Prima che un amministratore dei beni ecclesiastici incominci a esercitare il suo ufficio, deve:

1° fare la promessa, alla presenza del Gerarca o del suo delegato, di esercitare fedelmente il proprio ufficio;

2° sottoscrivere un accurato inventario, approvato dal Gerarca, dei beni affidati alla sua amministrazione.

Can. 1026

Una copia dell'inventario dei beni ecclesiastici sia conservata nell'archivio della persona giuridica alla quale essi appartengono, un'altra nell'archivio della curia eparchiale; qualsiasi mutamento subìto eventualmente dal patrimonio stabile della stessa persona giuridica venga annotato in entrambe le copie.

Can. 1027
Le autorità devono aver cura che gli amministratori dei beni ecclesiastici diano le opportune garanzie, valide per diritto civile, perché la Chiesa non abbia a subire alcun danno quando gli stessi amministratori muoiono o cessano dall'ufficio.

Can. 1028

§1. Ogni amministratore di beni ecclesiastici è tenuto a compiere il suo ufficio con la diligenza di un buon padre di famiglia.

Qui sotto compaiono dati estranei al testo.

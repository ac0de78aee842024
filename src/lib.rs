#![forbid(unsafe_code)]
//! # Danmaku Analysis
//!
//! Two batch stages around one row file:
//!
//! 1. **fetch** resolves a Bilibili URL to a content id, downloads the
//!    comment ("danmaku") feed and writes `danmaku.csv`
//!    (`timestamp,text`, UTF-8 with BOM).
//! 2. **analyze** samples the rows and produces keywords, frequent phrases,
//!    peak moments and sentiment, rendered as three PNG charts, an HTML
//!    report and an XLSX table.
//!
//! Failures at the fetch boundaries are logged and end the run without
//! writing the row file; the analysis stage aborts on the first error.

mod analysis;
mod charts;
mod danmaku_xml;
mod error;
mod fetch;
mod report;
mod resolve;
mod sentiment;
mod store;
mod temporal;
mod text;
mod xlsx;

/// Row file handed from the fetch stage to the analysis stage.
pub const ROW_FILE: &str = "danmaku.csv";

pub use analysis::{
    AnalysisOptions, AnalysisOutcome, AnalysisSummary, AnnotatedComment, REPORT_HTML,
    RESULTS_XLSX, SENTIMENT_PIE_PNG, TIMESERIES_PNG, WORDCLOUD_PNG, run_analysis, sample_records,
    summarize, write_report, write_results_sheet,
};
pub use charts::{
    CLOUD_SIZE, ChartStyle, PlacedWord, layout_cloud, render_sentiment_pie, render_timeseries,
    render_wordcloud,
};
pub use danmaku_xml::parse_comments;
pub use error::{Error, Result};
pub use fetch::{BiliClient, Cid, Endpoints, extract_cid, run_fetch};
pub use report::{ChartFiles, render_html};
pub use resolve::{IdKind, Identifier, resolve_identifier};
pub use sentiment::{
    DEFAULT_MODEL, LexiconClassifier, NEGATIVE, POSITIVE, RemoteClassifier, Sentiment,
    SentimentClassifier,
};
pub use store::{CommentRecord, load_comments, save_comments};
pub use temporal::{MAX_BUCKETS, Peak, bucket_counts, top_buckets};
pub use text::{CLOUD_STOPWORDS, MemeTable, Segmenter, ngram_counts};
pub use xlsx::{Cell, write_sheet};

§2. Perciò deve soprattutto:

1° vigilare affinché i beni ecclesiastici affidati alla sua cura non vengano distrutti in alcun modo e non subiscano danneggiamenti, stipulando allo scopo, se è necessario, dei contratti di assicurazione;

2° osservare le norme del diritto canonico e civile e anche ciò che è stato imposto dal fondatore o dal donatore, oppure dall'autorità competente, e soprattutto guardarsi che dall'inosservanza del diritto civile non derivi del danno alla Chiesa;

3° esigere accuratamente e a tempo debito i redditi e i proventi dei beni, conservandoli poi in modo sicuro dopo la riscossione e impiegandoli secondo l'intenzione del fondatore oppure le norme legittime;

4° aver cura di pagare nel tempo stabilito gli interessi dovuti per mutuo o ipoteca e procurare che sia restituito opportunamente il capitale;

5° impiegare, col consenso del Gerarca, il denaro che eventualmente è avanzato dalle spese e che può utilmente essere investito, per i fini della Chiesa o della persona giuridica;

6° tenere bene in ordine i libri delle entrate e delle uscite;

7° comporre alla fine di ogni anno il resoconto amministrativo;

8° ordinare e conservare nell'archivio i documenti sui quali si fondano i diritti della persona giuridica sui beni ecclesiastici; depositare una copia autentica di essi nell'archivio della curia eparchiale, quando ciò può essere fatto senza difficoltà.

§3. Si raccomanda vivamente che gli amministratori dei beni ecclesiastici preparino ogni anno il preventivo delle entrate e delle uscite; il diritto particolare però può imporlo e determinare più dettagliatamente il modo di presentarlo.

Can. 1029

L'amministratore dei beni ecclesiastici non faccia donazioni, attingendo dai beni mobili che non appartengono al patrimonio stabile, eccetto quelle modeste secondo una legittima consuetudine, se non per una giusta causa di pietà e di carità.

Can. 1030

L'amministratore dei beni ecclesiastici:

1° nella locazione d'opera osservi accuratamente anche il diritto civile riguardo al lavoro e alla vita sociale secondo i princìpi trasmessi dalla Chiesa;

2° dia una giusta remunerazione ai prestatori d'opera per contratto, in modo che possano provvedere convenientemente alle necessità proprie e dei loro.

Can. 1031

§1. Riprovata la consuetudine contraria, l'amministratore dei beni ecclesiastici ha il dovere di rendere conto ogni anno al proprio Gerarca dell'amministrazione.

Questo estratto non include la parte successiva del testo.